- **What to work on**
For the data that follows, report how many lines contain the word "MethodNamePointcut", and nothing else.
--
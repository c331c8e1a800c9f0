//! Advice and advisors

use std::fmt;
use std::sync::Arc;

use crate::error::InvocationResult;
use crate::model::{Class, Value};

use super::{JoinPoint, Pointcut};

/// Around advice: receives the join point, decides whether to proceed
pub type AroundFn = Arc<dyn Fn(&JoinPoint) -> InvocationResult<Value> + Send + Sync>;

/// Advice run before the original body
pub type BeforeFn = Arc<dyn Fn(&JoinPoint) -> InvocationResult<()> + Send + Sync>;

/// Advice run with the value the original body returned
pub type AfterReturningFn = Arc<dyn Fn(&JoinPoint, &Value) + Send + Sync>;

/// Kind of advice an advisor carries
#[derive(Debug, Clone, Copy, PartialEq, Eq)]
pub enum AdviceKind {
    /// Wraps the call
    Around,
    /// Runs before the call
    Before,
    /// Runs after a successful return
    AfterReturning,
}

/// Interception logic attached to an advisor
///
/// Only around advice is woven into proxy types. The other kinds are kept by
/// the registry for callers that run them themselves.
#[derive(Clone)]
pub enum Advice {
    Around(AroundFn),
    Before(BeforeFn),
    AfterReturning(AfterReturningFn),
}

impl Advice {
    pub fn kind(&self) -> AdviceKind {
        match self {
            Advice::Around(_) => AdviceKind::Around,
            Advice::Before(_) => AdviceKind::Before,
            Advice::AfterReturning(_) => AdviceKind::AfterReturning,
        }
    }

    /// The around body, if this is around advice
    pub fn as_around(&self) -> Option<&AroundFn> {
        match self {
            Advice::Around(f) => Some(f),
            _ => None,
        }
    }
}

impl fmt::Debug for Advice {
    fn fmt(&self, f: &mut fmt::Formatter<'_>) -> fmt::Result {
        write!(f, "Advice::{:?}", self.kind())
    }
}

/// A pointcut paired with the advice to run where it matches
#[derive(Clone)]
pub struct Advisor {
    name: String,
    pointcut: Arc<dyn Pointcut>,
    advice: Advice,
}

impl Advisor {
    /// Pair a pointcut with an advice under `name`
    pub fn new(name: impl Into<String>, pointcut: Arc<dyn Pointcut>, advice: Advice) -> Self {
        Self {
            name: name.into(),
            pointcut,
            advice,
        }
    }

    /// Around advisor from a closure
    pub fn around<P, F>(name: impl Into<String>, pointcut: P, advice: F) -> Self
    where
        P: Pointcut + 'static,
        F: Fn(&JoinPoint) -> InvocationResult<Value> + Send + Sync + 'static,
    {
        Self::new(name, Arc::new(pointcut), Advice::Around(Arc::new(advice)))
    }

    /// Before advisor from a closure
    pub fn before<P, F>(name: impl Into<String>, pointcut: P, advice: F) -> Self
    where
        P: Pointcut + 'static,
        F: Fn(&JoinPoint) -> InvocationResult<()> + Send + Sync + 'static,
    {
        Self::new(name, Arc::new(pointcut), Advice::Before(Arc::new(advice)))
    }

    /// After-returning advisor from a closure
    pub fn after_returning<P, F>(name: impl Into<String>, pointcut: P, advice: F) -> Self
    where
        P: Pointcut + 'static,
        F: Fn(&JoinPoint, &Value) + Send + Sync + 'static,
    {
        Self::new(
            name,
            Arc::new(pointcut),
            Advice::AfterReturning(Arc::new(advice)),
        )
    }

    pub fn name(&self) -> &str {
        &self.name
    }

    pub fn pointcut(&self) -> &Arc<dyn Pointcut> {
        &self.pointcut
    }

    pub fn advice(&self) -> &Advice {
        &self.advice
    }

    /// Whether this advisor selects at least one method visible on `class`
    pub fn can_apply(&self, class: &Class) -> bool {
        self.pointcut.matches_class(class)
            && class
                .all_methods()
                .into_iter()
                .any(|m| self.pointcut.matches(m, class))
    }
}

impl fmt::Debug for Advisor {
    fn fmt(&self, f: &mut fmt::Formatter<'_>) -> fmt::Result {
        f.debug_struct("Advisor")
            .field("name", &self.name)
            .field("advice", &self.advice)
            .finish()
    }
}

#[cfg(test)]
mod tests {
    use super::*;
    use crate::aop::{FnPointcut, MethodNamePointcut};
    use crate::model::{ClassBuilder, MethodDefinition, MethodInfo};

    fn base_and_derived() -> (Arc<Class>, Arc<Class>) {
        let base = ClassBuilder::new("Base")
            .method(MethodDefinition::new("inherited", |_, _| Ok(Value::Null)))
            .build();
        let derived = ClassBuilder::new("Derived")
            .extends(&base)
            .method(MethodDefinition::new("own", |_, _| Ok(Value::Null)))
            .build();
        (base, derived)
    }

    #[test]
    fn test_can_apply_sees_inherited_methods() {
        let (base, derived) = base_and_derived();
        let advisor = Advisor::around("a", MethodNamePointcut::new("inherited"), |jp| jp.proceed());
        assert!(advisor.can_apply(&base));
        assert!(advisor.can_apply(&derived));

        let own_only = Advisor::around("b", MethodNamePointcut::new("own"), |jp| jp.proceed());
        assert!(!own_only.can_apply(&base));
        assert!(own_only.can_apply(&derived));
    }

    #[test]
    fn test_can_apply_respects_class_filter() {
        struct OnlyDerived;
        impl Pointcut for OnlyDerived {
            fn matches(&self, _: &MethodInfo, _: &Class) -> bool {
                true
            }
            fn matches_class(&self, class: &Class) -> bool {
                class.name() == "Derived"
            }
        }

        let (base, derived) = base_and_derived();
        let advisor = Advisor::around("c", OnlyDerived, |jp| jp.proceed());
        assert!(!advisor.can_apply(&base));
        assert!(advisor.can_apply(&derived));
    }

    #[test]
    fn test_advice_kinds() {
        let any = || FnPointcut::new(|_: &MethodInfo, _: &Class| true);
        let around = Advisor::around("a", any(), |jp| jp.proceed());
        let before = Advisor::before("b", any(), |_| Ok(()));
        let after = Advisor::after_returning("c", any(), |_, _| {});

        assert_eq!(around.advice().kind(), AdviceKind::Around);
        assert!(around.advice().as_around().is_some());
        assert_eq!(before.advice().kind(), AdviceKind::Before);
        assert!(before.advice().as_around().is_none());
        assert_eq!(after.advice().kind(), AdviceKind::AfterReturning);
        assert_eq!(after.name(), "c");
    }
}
--
- **Exercise output**
3